Latest discrimination case a cautionary tale for employers

Sizzlers restaurant in Magherafelt
Sizzlers restaurant in Magherafelt

The Equality Commission for Northern Ireland recently secured another successful discrimination claim after Damian Anysz, a chef from Poland, brought a claim against Sizzlers NI Ltd on the basis of race discrimination and harassment in the workplace.

Mr Anysz had worked as a commis chef in Sizzlers Restaurant of Magherafelt since November 2016, but endured ongoing racial harassment and victimisation from a colleague between May 2017 and July 2018.

The industrial tribunal heard of the repeated verbal abuse that he received from fellow employee June Fullerton, as well as the lack of appropriate action from the company’s management team after Mr Anysz had made complaints.

The tribunal heard submissions that company director Kate Clarke not only failed to believe Mr Anysz until another staff member confirmed the incidents of harassment months later, but that she failed to take appropriate action against Ms Fullerton.

The tribunal unanimously concluded that Mr Anysz had been treated less favourably on racial grounds and was a victim of harassment. He received an award of £14,000 for injury to feelings, with a further £1,204 due to the respondents’ failure to provide a statement of the terms and conditions of his employment.

While it is a positive victory in the interests of workplace equality, the case also serves as a caution to Northern Ireland employers where complaints of discrimination are raised by employees.

Under discrimination legislation, an employer is held vicariously liable for the actions of its employees where carried out in the course of employment. In this case, the discriminatory acts of Ms Fullerton were treated as having been carried out by the respondent employers.

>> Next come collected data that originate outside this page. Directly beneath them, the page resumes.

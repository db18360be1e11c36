//! Address repository.
//!
//! Addresses are strictly user-scoped: every query takes the owning user ID
//! so one user can never read or mutate another's rows.

use chrono::{DateTime, Utc};
use sqlx::PgPool;

use cyna_core::{AddressId, UserId};

use super::RepositoryError;
use crate::models::Address;

#[derive(Debug, sqlx::FromRow)]
struct AddressRow {
    id: i32,
    user_id: i32,
    label: String,
    line1: String,
    line2: Option<String>,
    city: String,
    postal_code: String,
    country: String,
    is_default: bool,
    created_at: DateTime<Utc>,
    updated_at: DateTime<Utc>,
}

impl From<AddressRow> for Address {
    fn from(row: AddressRow) -> Self {
        Self {
            id: AddressId::new(row.id),
            user_id: UserId::new(row.user_id),
            label: row.label,
            line1: row.line1,
            line2: row.line2,
            city: row.city,
            postal_code: row.postal_code,
            country: row.country,
            is_default: row.is_default,
            created_at: row.created_at,
            updated_at: row.updated_at,
        }
    }
}

const ADDRESS_COLUMNS: &str = "id, user_id, label, line1, line2, city, postal_code, country, \
                               is_default, created_at, updated_at";

/// Fields for creating or replacing an address.
#[derive(Debug, Clone)]
pub struct AddressInput<'a> {
    pub label: &'a str,
    pub line1: &'a str,
    pub line2: Option<&'a str>,
    pub city: &'a str,
    pub postal_code: &'a str,
    pub country: &'a str,
    pub is_default: bool,
}

/// Repository for address database operations.
pub struct AddressRepository<'a> {
    pool: &'a PgPool,
}

impl<'a> AddressRepository<'a> {
    /// Create a new address repository.
    #[must_use]
    pub const fn new(pool: &'a PgPool) -> Self {
        Self { pool }
    }

    /// List a user's addresses, default first.
    ///
    /// # Errors
    ///
    /// Returns `RepositoryError::Database` if the query fails.
    pub async fn list_for_user(&self, user_id: UserId) -> Result<Vec<Address>, RepositoryError> {
        let rows = sqlx::query_as::<_, AddressRow>(&format!(
            "SELECT {ADDRESS_COLUMNS} FROM addresses
             WHERE user_id = $1
             ORDER BY is_default DESC, created_at"
        ))
        .bind(user_id.as_i32())
        .fetch_all(self.pool)
        .await?;

        Ok(rows.into_iter().map(Into::into).collect())
    }

    /// Get one of a user's addresses.
    ///
    /// # Errors
    ///
    /// Returns `RepositoryError::Database` if the query fails.
    pub async fn get_for_user(
        &self,
        user_id: UserId,
        id: AddressId,
    ) -> Result<Option<Address>, RepositoryError> {
        let row = sqlx::query_as::<_, AddressRow>(&format!(
            "SELECT {ADDRESS_COLUMNS} FROM addresses WHERE id = $1 AND user_id = $2"
        ))
        .bind(id.as_i32())
        .bind(user_id.as_i32())
        .fetch_optional(self.pool)
        .await?;

        Ok(row.map(Into::into))
    }

    /// Create an address for a user.
    ///
    /// When `is_default` is set, the previous default is cleared in the same
    /// transaction.
    ///
    /// # Errors
    ///
    /// Returns `RepositoryError::Database` if the write fails.
    pub async fn create(
        &self,
        user_id: UserId,
        input: AddressInput<'_>,
    ) -> Result<Address, RepositoryError> {
        let mut tx = self.pool.begin().await?;

        if input.is_default {
            sqlx::query("UPDATE addresses SET is_default = FALSE WHERE user_id = $1")
                .bind(user_id.as_i32())
                .execute(&mut *tx)
                .await?;
        }

        let row = sqlx::query_as::<_, AddressRow>(&format!(
            "INSERT INTO addresses
                 (user_id, label, line1, line2, city, postal_code, country, is_default)
             VALUES ($1, $2, $3, $4, $5, $6, $7, $8)
             RETURNING {ADDRESS_COLUMNS}"
        ))
        .bind(user_id.as_i32())
        .bind(input.label)
        .bind(input.line1)
        .bind(input.line2)
        .bind(input.city)
        .bind(input.postal_code)
        .bind(input.country)
        .bind(input.is_default)
        .fetch_one(&mut *tx)
        .await?;

        tx.commit().await?;
        Ok(row.into())
    }

    /// Replace one of a user's addresses.
    ///
    /// # Errors
    ///
    /// Returns `RepositoryError::NotFound` if the address doesn't exist or
    /// belongs to another user.
    pub async fn update(
        &self,
        user_id: UserId,
        id: AddressId,
        input: AddressInput<'_>,
    ) -> Result<Address, RepositoryError> {
        let mut tx = self.pool.begin().await?;

        if input.is_default {
            sqlx::query("UPDATE addresses SET is_default = FALSE WHERE user_id = $1 AND id <> $2")
                .bind(user_id.as_i32())
                .bind(id.as_i32())
                .execute(&mut *tx)
                .await?;
        }

        let row = sqlx::query_as::<_, AddressRow>(&format!(
            "UPDATE addresses
             SET label = $1, line1 = $2, line2 = $3, city = $4, postal_code = $5,
                 country = $6, is_default = $7, updated_at = now()
             WHERE id = $8 AND user_id = $9
             RETURNING {ADDRESS_COLUMNS}"
        ))
        .bind(input.label)
        .bind(input.line1)
        .bind(input.line2)
        .bind(input.city)
        .bind(input.postal_code)
        .bind(input.country)
        .bind(input.is_default)
        .bind(id.as_i32())
        .bind(user_id.as_i32())
        .fetch_optional(&mut *tx)
        .await?
        .ok_or(RepositoryError::NotFound)?;

        tx.commit().await?;
        Ok(row.into())
    }

    /// Delete one of a user's addresses.
    ///
    /// # Errors
    ///
    /// Returns `RepositoryError::NotFound` if the address doesn't exist or
    /// belongs to another user.
    pub async fn delete(&self, user_id: UserId, id: AddressId) -> Result<(), RepositoryError> {
        let result = sqlx::query("DELETE FROM addresses WHERE id = $1 AND user_id = $2")
            .bind(id.as_i32())
            .bind(user_id.as_i32())
            .execute(self.pool)
            .await?;

        if result.rows_affected() == 0 {
            return Err(RepositoryError::NotFound);
        }

        Ok(())
    }
}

Moreover, the tribunal was not persuaded that the respondents had taken such steps as were reasonably practicable to prevent the discriminatory conduct.

Despite the disciplinary investigation that was held against Ms Fullerton, the tribunal concluded that the respondents’ actions were insufficient; not only had Ms Clarke neglected to take action until months after Mr Anysz’ complaint, she failed to communicate with Mr Anysz about the disciplinary action taken against Ms Fullerton who was invited back to the workplace in a conciliatory manner.

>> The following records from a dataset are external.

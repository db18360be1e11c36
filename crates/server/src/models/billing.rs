//! Address, payment method, and subscription domain types.

use chrono::{DateTime, Utc};
use serde::Serialize;

use cyna_core::{AddressId, PaymentMethodId, ProductId, SubscriptionId, SubscriptionStatus, UserId};

/// A saved postal address.
#[derive(Debug, Clone, Serialize)]
pub struct Address {
    /// Unique address ID.
    pub id: AddressId,
    /// Owning user.
    pub user_id: UserId,
    /// User-assigned label (e.g., "Home", "Office").
    pub label: String,
    /// First address line.
    pub line1: String,
    /// Second address line.
    pub line2: Option<String>,
    /// City.
    pub city: String,
    /// Postal code.
    pub postal_code: String,
    /// Country name or ISO code, as entered.
    pub country: String,
    /// Whether this is the user's default address.
    pub is_default: bool,
    /// When the address was created.
    pub created_at: DateTime<Utc>,
    /// When the address was last updated.
    pub updated_at: DateTime<Utc>,
}

impl Address {
    /// One-line rendering used for order snapshots.
    #[must_use]
    pub fn to_snapshot(&self) -> String {
        let mut parts = vec![self.line1.clone()];
        if let Some(line2) = &self.line2 {
            parts.push(line2.clone());
        }
        parts.push(format!("{} {}", self.postal_code, self.city));
        parts.push(self.country.clone());
        parts.join(", ")
    }
}

/// A card stored at the payment provider, mirrored locally.
///
/// Only display data is kept here; the card itself lives at the provider.
#[derive(Debug, Clone, Serialize)]
pub struct PaymentMethod {
    /// Unique payment method ID.
    pub id: PaymentMethodId,
    /// Owning user.
    pub user_id: UserId,
    /// ID at the payment provider.
    pub provider_method_id: String,
    /// Card brand (e.g., "visa").
    pub brand: String,
    /// Last four digits.
    pub last4: String,
    /// Expiry month (1-12).
    pub exp_month: i16,
    /// Expiry year (four digits).
    pub exp_year: i16,
    /// Whether this is the user's default payment method.
    pub is_default: bool,
    /// When the method was attached.
    pub created_at: DateTime<Utc>,
}

/// A recurring product subscription.
#[derive(Debug, Clone, Serialize)]
pub struct Subscription {
    /// Unique subscription ID.
    pub id: SubscriptionId,
    /// Subscribing user.
    pub user_id: UserId,
    /// Subscribed product.
    pub product_id: ProductId,
    /// Subscription ID at the payment provider.
    pub provider_subscription_id: String,
    /// Lifecycle status.
    pub status: SubscriptionStatus,
    /// End of the currently paid period.
    pub current_period_end: Option<DateTime<Utc>>,
    /// When the subscription was created.
    pub created_at: DateTime<Utc>,
    /// When the subscription was last updated.
    pub updated_at: DateTime<Utc>,
}

#[cfg(test)]
mod tests {
    use super::*;

    #[test]
    fn test_address_snapshot() {
        let address = Address {
            id: AddressId::new(1),
            user_id: UserId::new(1),
            label: "Home".to_owned(),
            line1: "12 rue de la Paix".to_owned(),
            line2: Some("Apt 4".to_owned()),
            city: "Paris".to_owned(),
            postal_code: "75002".to_owned(),
            country: "France".to_owned(),
            is_default: true,
            created_at: Utc::now(),
            updated_at: Utc::now(),
        };

        assert_eq!(
            address.to_snapshot(),
            "12 rue de la Paix, Apt 4, 75002 Paris, France"
        );
    }
}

The tribunal found that the respondents “permitted and compounded” the harassment experienced by Mr Anysz through their inadequate approach, which appeared to favour the harasser instead of the victim. It was satisfied that this failure of the respondents was not an omission, but rather part of a deliberate course of action which allowed the racial discrimination of Mr Anysz to continue.

Whilst the tribunal recognised that Ms Fullerton’s conduct did not reflect the views of the respondent employers, it did not accept the respondents’ lack of experience in dealing with such matters as a legitimate excuse for their negligent approach.

The tribunal has demonstrated its willingness to enforce high penalties against employers who have negligently responded to workplace discrimination. Employers will need to take clear affirmative action in order to satisfy the tribunal in future.

This judgment therefore places a greater onus on employers, not only to promote principles of respect and tolerance in the workplace, but to implement proper, comprehensive procedures to address discrimination and harassment complaints and safeguard employees.

Northern Ireland employers ought to review their policies in the wake of this judgment to ensure that their approach to discrimination and harassment is fair, robust and thorough.